_WHAT NEEDS TO BE DONE_:
Reproduce the line that contains "few hundred kilobytes." and every line after it through the end of the records, exactly, with nothing added.

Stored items

use std::sync::OnceLock;

use fasthtml::{parse_document, ParseOptions, ParseSession};

fn main() {
    divan::main();
}

/// Builds a representative document once: headings, paragraphs with
/// formatting and entities, tables, lists, and the odd piece of broken
/// markup, repeated until the input is a few hundred kilobytes.
fn input() -> &'static [u8] {
    static INPUT: OnceLock<Vec<u8>> = OnceLock::new();
    INPUT
        .get_or_init(|| {
            let mut html = String::from("<!DOCTYPE html><html><head><title>bench</title></head><body>");
            for i in 0..2_000 {
                html.push_str(&format!(
                    "<h2 id=\"s{i}\">Section {i}</h2>\
                     <p>Some <b>bold</b> and <i>italic &amp; nested</i> text.</p>\
                     <ul><li>one<li>two<li>three</ul>\
                     <table><tr><td>a</td><td>b</td></tr></table>\
                     <p>an <b>unclosed paragraph with <i>misnesting</b></i>"
                ));
            }
            html.push_str("</body></html>");
            html.into_bytes()
        })
        .as_slice()
}

#[divan::bench(skip_ext_time = true)]
fn bench_full_document(bencher: divan::Bencher) {
    bencher.bench(|| {
        parse_document(input(), ParseOptions::default()).expect("input must parse")
    });
}

#[divan::bench(skip_ext_time = true)]
fn bench_chunked_feed(bencher: divan::Bencher) {
    bencher.bench(|| {
        let mut session = ParseSession::new(ParseOptions::default()).expect("options are valid");
        for chunk in input().chunks(4096) {
            session.feed(chunk).expect("input must parse");
        }
        session.finish().expect("input must parse")
    });
}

_ANSWER FOR THE TASK_:
/// markup, repeated until the input is a few hundred kilobytes.
fn input() -> &'static [u8] {
    static INPUT: OnceLock<Vec<u8>> = OnceLock::new();
    INPUT
        .get_or_init(|| {
            let mut html = String::from("<!DOCTYPE html><html><head><title>bench</title></head><body>");
            for i in 0..2_000 {
                html.push_str(&format!(
                    "<h2 id=\"s{i}\">Section {i}</h2>\
                     <p>Some <b>bold</b> and <i>italic &amp; nested</i> text.</p>\
                     <ul><li>one<li>two<li>three</ul>\
                     <table><tr><td>a</td><td>b</td></tr></table>\
                     <p>an <b>unclosed paragraph with <i>misnesting</b></i>"
                ));
            }
            html.push_str("</body></html>");
            html.into_bytes()
        })
        .as_slice()
}

#[divan::bench(skip_ext_time = true)]
fn bench_full_document(bencher: divan::Bencher) {
    bencher.bench(|| {
        parse_document(input(), ParseOptions::default()).expect("input must parse")
    });
}

#[divan::bench(skip_ext_time = true)]
fn bench_chunked_feed(bencher: divan::Bencher) {
    bencher.bench(|| {
        let mut session = ParseSession::new(ParseOptions::default()).expect("options are valid");
        for chunk in input().chunks(4096) {
            session.feed(chunk).expect("input must parse");
        }
        session.finish().expect("input must parse")
    });
}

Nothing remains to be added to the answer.